そりゃまあ、里で言い伝えられている異形の化け物に、くだものと一緒にご飯としてお前も供えられろと言われたら。
泣くだろうか?怒るだろうか?
想像もしないような不幸であることには違いない、のかもしれない。近くに湧いている飲み水を器に掬いながら、そこに映る自分の姿を眺める。
これを角とひとは言う。それを目だと思ったことは、自分でもない。足は二本で、人間にも似ている。腕も二本だ。でもこんなに毛深くはないし、羽根だって生えないし。象って確かこのぐらい大きいんじゃなかったかな。夢の中で見たことがある。
人間の言葉を喋るのが恥ずかしい。
帰る道中、自分の住処に彼女がいなければどんなに良いか、考えた。逃げてくれれば、里に戻ってくれていたら、自分を待っていなかったら、これまでと同じように平穏で単調な日常が戻ってくる。こんなに胸が痛くて、悲しくて、惨めな気持ちにならない。
しかし、そこに子供はいた。地べたに丸くなって眠っている。
はあ、と思わずため息がこぼれた。このままでは、まるで花葬のようになってしまう。それほどひどい花の降り方だ。明日には、晴れるだろうけれど。持っていた水の入った器をそばに置き、眠っている人間の子供を抱き寄せる。
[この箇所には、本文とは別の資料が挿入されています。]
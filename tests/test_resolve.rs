use std::collections::HashSet;

use lintra::bridge::{BridgeConfig, SynonymRule, propose_bridges};
use lintra::catalog::{CatalogRules, Category, TableCatalog, TableHints};
use lintra::graph::{ColumnRef, Edge, LineageGraph};
use lintra::resolve::{ResolveOptions, resolve, source_columns};
use serde::Deserialize;

#[derive(Deserialize, Debug)]
struct ExpectedMapping {
    source: String,
    target: String,
    confidence: String,
    path_length: usize,
}

#[derive(Deserialize, Debug)]
struct ResolveTest {
    name: String,
    edges: Vec<(String, String)>,
    #[serde(default)]
    source_tables: Vec<String>,
    #[serde(default)]
    target_tables: Vec<String>,
    #[serde(default)]
    start: Vec<String>,
    #[serde(default)]
    use_bridges: bool,
    #[serde(default)]
    synonyms: Vec<(String, String)>,
    #[serde(default)]
    expected: Vec<ExpectedMapping>,
}

#[derive(Deserialize, Debug)]
struct ResolveTestData {
    tests: Vec<ResolveTest>,
}

const RESOLVE_TESTS_FILE: &str = "tests/resolve_tests.toml";

fn column(qualified: &str) -> ColumnRef {
    ColumnRef::parse(qualified)
        .unwrap_or_else(|err| panic!("Bad column reference in test data: {}", err))
}

#[test]
fn test_resolve_scenarios() {
    let test_data_file =
        std::fs::read_to_string(RESOLVE_TESTS_FILE).expect("Cannot open resolve test cases");
    let test_data: ResolveTestData =
        toml::from_str(&test_data_file).expect("Cannot parse test cases defined in toml");

    for test in test_data.tests {
        println!("Testing resolution scenario: {}", &test.name);

        let mut graph = LineageGraph::default();
        // Every batch is merged twice: resolution must not change under
        // idempotent re-ingestion.
        for _ in 0..2 {
            for (from, to) in &test.edges {
                graph
                    .add_edge(Edge::extracted(column(from), column(to)))
                    .expect("Test edge rejected");
            }
        }

        let hints = TableHints {
            source_tables: test.source_tables.clone(),
            target_tables: test.target_tables.clone(),
        };
        let catalog = TableCatalog::new(CatalogRules::default(), &hints);

        let bridges = if test.use_bridges {
            let config = if test.synonyms.is_empty() {
                BridgeConfig::default()
            } else {
                BridgeConfig {
                    synonyms: test
                        .synonyms
                        .iter()
                        .map(|(from, to)| SynonymRule::new(from, to))
                        .collect(),
                }
            };
            propose_bridges(&graph, &catalog, &config)
        } else {
            vec![]
        };

        let start_columns = if test.start.is_empty() {
            source_columns(&graph, &catalog)
        } else {
            test.start.iter().map(|start| column(start)).collect()
        };

        let mappings = resolve(
            &graph,
            &catalog,
            &start_columns,
            Some(&bridges),
            &ResolveOptions::default(),
        );

        // Structural invariants that hold for every scenario.
        for mapping in &mappings {
            assert_ne!(mapping.source, mapping.target, "self-mapping emitted");
            assert_eq!(
                catalog.classify(&mapping.target.table),
                Category::Target,
                "mapping target is not a Target-category table"
            );
            for path in &mapping.paths {
                let distinct: HashSet<_> = path.iter().collect();
                assert_eq!(distinct.len(), path.len(), "path revisits a column");
            }
        }

        // Resolution must be deterministic, including order.
        let rerun = resolve(
            &graph,
            &catalog,
            &start_columns,
            Some(&bridges),
            &ResolveOptions {
                parallel: true,
                ..ResolveOptions::default()
            },
        );
        assert_eq!(mappings.len(), rerun.len());
        for (a, b) in mappings.iter().zip(rerun.iter()) {
            assert_eq!(a.source, b.source);
            assert_eq!(a.target, b.target);
            assert_eq!(a.confidence, b.confidence);
        }

        assert_eq!(
            mappings.len(),
            test.expected.len(),
            "unexpected mapping count in scenario `{}`: {:?}",
            test.name,
            mappings
        );
        for (mapping, expected) in mappings.iter().zip(test.expected.iter()) {
            assert_eq!(mapping.source, column(&expected.source), "{}", test.name);
            assert_eq!(mapping.target, column(&expected.target), "{}", test.name);
            assert_eq!(
                mapping.confidence.to_string(),
                expected.confidence,
                "{}",
                test.name
            );
            assert_eq!(
                mapping.shortest_path_len(),
                expected.path_length,
                "{}",
                test.name
            );
        }
    }
}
本当に疲れ切っているのか、しばらくの間それは目を覚まさなかった。既に事切れているのかと疑いたくなるほど、静かな呼吸だ。やはりどこにでもいる、ありきたりの村娘だった。その感触も、短く切り揃えた癖のある髪も、あばたの跡も、日焼けの仕方も、きっと、確か、目の色も。
何が少女を起こしたのか分からない。ただ不意に体が強張るのが伝わってきたので顔を見下ろしたところで、目が合った。小さな、そんなものが本当に役に立つのか、分からないはしばみ色の目。きゅっと引き結ばれた唇が開いた。
「人を食べるって、本当?」
喉の奥の方で何かが焼ける。それが咆哮だと気が付くまで、やはりしばらく時間がかかった。飲み込んだ後で、何もしなかった自分を褒めてやりたい気持ちになる。
「食べるよ」
小さな体から力が抜ける。また意識を失ったのだ。恐怖だろうか、絶望だろうか、現実離れして美しい微笑みを浮かべたまま。自分にすべてを預けたのだ、と知って、やることはもう他に何も思い付かなかった。ずっと、生まれる前からそう決めて生きてきたように。
里の人間を殺そう。この子だけ残して。
少女は心の中で、初めての友達を抱き締めた幸福で、笑っていた。